It was a slow unraveling. Pushy behavior became pushy AND aggressive. Then he started not recognizing me even though I JUST got out of our vehicle. He started getting up upset when friends left, would prevent them from doing so. Then he started getting upset if you were plugging things in or if you dropped something. This all happened one little thing after another over the course of 8 or 9 months. It was so subtle at first. Not recognizing people who knew for brief seconds was one of the first weird signs. Nothing to do with sleeping like your boy though..so the lack of recognition combined with growling would be the similarity there. 

Here is my thread when I felt like typing the whole thing out. I said he was 5..he was actually 4. Sometimes I have to look at FB pics to remember what year things happened in :/ I am sad to say they were not able to find a diagnoses of a medical reason. They did feel it was something though medical related, causing a neuro compromise.

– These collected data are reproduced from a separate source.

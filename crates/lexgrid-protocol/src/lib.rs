//! Wire protocol for Lexgrid.
//!
//! This crate defines the language clients and the server speak:
//!
//! - **Events** ([`ClientEvent`], [`ServerEvent`]): one enum per
//!   direction, each variant one named event on the wire.
//! - **Types** ([`PlayerId`], [`RoomCode`], [`MatchStatus`],
//!   [`MatchSettings`], ...): identities, the match lifecycle, and the
//!   room views embedded in events.
//! - **Codec** ([`Codec`] trait, [`JsonCodec`]): how events become bytes.
//! - **Errors** ([`ProtocolError`]).
//!
//! ```text
//! Transport (bytes) → Protocol (ClientEvent / ServerEvent) → Room registry
//! ```

// ---------------------------------------------------------------------------
// Module declarations
// ---------------------------------------------------------------------------

mod codec;
mod error;
mod events;
mod types;

// ---------------------------------------------------------------------------
// Re-exports
// ---------------------------------------------------------------------------

pub use codec::Codec;
#[cfg(feature = "json")]
pub use codec::JsonCodec;
pub use error::ProtocolError;
pub use events::{BoardResync, ClientEvent, MatchStarted, ServerEvent, TileChangeBatch};
pub use types::{
    Difficulty, MatchSettings, MatchStatus, PlayerId, PlayerView, RoomCode,
    RoomView, ScoreEntry, SessionId, SyncType,
};

/// Version sent in `session:welcome`. Bumped on breaking wire changes.
pub const PROTOCOL_VERSION: u32 = 1;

He may have had a brain tumor. I wasn't going to shell out for a few thousand dollars for an MRI as the vet said if that it what it was (and I will never again be without good pet insurance due to all of this), and it was this symptomatic it wasn't something they could just remove and restore..most likely. He may have had a genetic rage syndrome. He actually did receive a rabies booster not long after his 3 year one...tussled with a racoon. 

If your dog is exhibiting signs like this due to being tired or drowsy it does make me uneasy, but it could be something hurts him when he lays down/gets back up. If I were you I would be checking joints, everything. With 2nd and 3rd opinions. How can this vet rule out seizures? I have a son with seizures that are obvious when they are happening but any attempts to induce or catch on EEG have been unsuccessful. He obviously HAS them, but catching it and hence diagnose type of seizure is like catching lightning in a bottle.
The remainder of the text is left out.